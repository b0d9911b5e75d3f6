use crate::error::{Error, Result};
use crate::registry::Project;
use regex::Regex;
use std::fs;
use std::io;
use std::sync::OnceLock;

/// Fixed masking token; value width never leaks the secret's length.
const MASK: &str = "**********";

fn secret_key_re() -> &'static Regex {
    static RE: OnceLock<Regex> = OnceLock::new();
    RE.get_or_init(|| Regex::new(r"(?i)TOKEN|KEY|SECRET|PASSWORD").unwrap())
}

/// Read the project's active env file with secret-shaped values masked.
pub fn read_masked(project: &Project) -> Result<String> {
    let path = project.env_file();
    let text = match fs::read_to_string(&path) {
        Ok(t) => t,
        Err(e) if e.kind() == io::ErrorKind::NotFound => {
            return Err(Error::EnvFileNotFound(path))
        }
        Err(e) => return Err(e.into()),
    };
    Ok(mask_env_text(&text))
}

/// Mask the value of every line whose key portion (before the first `=`)
/// contains TOKEN, KEY, SECRET or PASSWORD, case-insensitive. All other
/// lines pass through untouched — including lines without `=`, even when
/// they contain one of the words (no split point, no mask).
pub fn mask_env_text(text: &str) -> String {
    text.split('\n')
        .map(|line| match line.split_once('=') {
            Some((key, _)) if secret_key_re().is_match(key) => format!("{key}={MASK}"),
            _ => line.to_string(),
        })
        .collect::<Vec<_>>()
        .join("\n")
}
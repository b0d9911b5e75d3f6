use std::path::PathBuf;
use thiserror::Error;

#[derive(Debug, Error)]
pub enum Error {
    #[error("directory not found: {}", .0.display())]
    DirectoryNotFound(PathBuf),

    #[error("no active env file at {}", .0.display())]
    EnvFileNotFound(PathBuf),

    #[error("stack command failed: {0}")]
    StackCommand(String),

    #[error("{action} failed for {}: {source}", .path.display())]
    FilesystemOp {
        action: &'static str,
        path: PathBuf,
        #[source]
        source: std::io::Error,
    },

    #[error(transparent)]
    Io(#[from] std::io::Error),
}

pub type Result<T> = std::result::Result<T, Error>;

^^^^

**Directions for this task:**
Everything from the line holding "#[derive(Debug, Error)]" through the final line of the material must be given again exactly, and nothing outside that stretch.

**Result:**
#[derive(Debug, Error)]
pub enum Error {
    #[error("directory not found: {}", .0.display())]
    DirectoryNotFound(PathBuf),

    #[error("no active env file at {}", .0.display())]
    EnvFileNotFound(PathBuf),

    #[error("stack command failed: {0}")]
    StackCommand(String),

    #[error("{action} failed for {}: {source}", .path.display())]
    FilesystemOp {
        action: &'static str,
        path: PathBuf,
        #[source]
        source: std::io::Error,
    },

    #[error(transparent)]
    Io(#[from] std::io::Error),
}

pub type Result<T> = std::result::Result<T, Error>;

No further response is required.